//! Handler scopes and the stack that orders them.
//!
//! Only the most recently pushed scope that is still active receives
//! dispatch. Scopes are addressed by the `ScopeId` handed out at push time,
//! so a scope can be removed from any position.

use std::collections::{BTreeMap, HashMap};
use std::fmt;
use std::sync::Arc;

/// Zero-argument command handler.
pub type Handler = Arc<dyn Fn() + Send + Sync>;

/// Stable handle of a pushed scope. Later pushes get larger ids.
#[derive(Clone, Copy, Debug, PartialEq, Eq, Hash, PartialOrd, Ord)]
pub struct ScopeId(u64);

impl fmt::Display for ScopeId {
    fn fmt(&self, f: &mut fmt::Formatter<'_>) -> fmt::Result {
        write!(f, "scope#{}", self.0)
    }
}

/// Handlers for the commands the active UI context can respond to.
///
/// ```
/// use global_commands::manager::CommandsScope;
///
/// let scope = CommandsScope::new()
///     .on("open_drawer", || println!("drawer"))
///     .on("print_sale", || println!("print"));
/// assert!(scope.contains("open_drawer"));
/// ```
#[derive(Clone, Default)]
pub struct CommandsScope {
    handlers: HashMap<String, Handler>,
}

impl CommandsScope {
    pub fn new() -> Self {
        Self::default()
    }

    pub fn on<F>(mut self, code: impl Into<String>, handler: F) -> Self
    where
        F: Fn() + Send + Sync + 'static,
    {
        self.insert(code, handler);
        self
    }

    pub fn insert<F>(&mut self, code: impl Into<String>, handler: F)
    where
        F: Fn() + Send + Sync + 'static,
    {
        self.handlers.insert(code.into(), Arc::new(handler));
    }

    pub fn handler(&self, code: &str) -> Option<&Handler> {
        self.handlers.get(code)
    }

    pub fn contains(&self, code: &str) -> bool {
        self.handlers.contains_key(code)
    }

    pub fn codes(&self) -> impl Iterator<Item = &str> {
        self.handlers.keys().map(String::as_str)
    }

    pub fn len(&self) -> usize {
        self.handlers.len()
    }

    pub fn is_empty(&self) -> bool {
        self.handlers.is_empty()
    }
}

impl fmt::Debug for CommandsScope {
    fn fmt(&self, f: &mut fmt::Formatter<'_>) -> fmt::Result {
        let mut codes: Vec<&str> = self.codes().collect();
        codes.sort_unstable();
        f.debug_struct("CommandsScope")
            .field("codes", &codes)
            .finish()
    }
}

/// Ordered scopes; the entry with the largest id is the top.
#[derive(Debug, Default)]
pub(crate) struct ScopeStack {
    scopes: BTreeMap<ScopeId, CommandsScope>,
    next_id: u64,
}

impl ScopeStack {
    pub(crate) fn push(&mut self, scope: CommandsScope) -> ScopeId {
        let id = ScopeId(self.next_id);
        self.next_id += 1;
        self.scopes.insert(id, scope);
        id
    }

    /// Remove a scope wherever it sits. Returns false if it was already gone.
    pub(crate) fn remove(&mut self, id: ScopeId) -> bool {
        self.scopes.remove(&id).is_some()
    }

    pub(crate) fn top(&self) -> Option<(ScopeId, &CommandsScope)> {
        self.scopes.last_key_value().map(|(id, scope)| (*id, scope))
    }

    pub(crate) fn len(&self) -> usize {
        self.scopes.len()
    }

    pub(crate) fn is_empty(&self) -> bool {
        self.scopes.is_empty()
    }
}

────────────────

**Work required:** Look through the listing and extract every line with "codes" in it.

**Task output:**
    pub fn codes(&self) -> impl Iterator<Item = &str> {
        let mut codes: Vec<&str> = self.codes().collect();
        codes.sort_unstable();
            .field("codes", &codes)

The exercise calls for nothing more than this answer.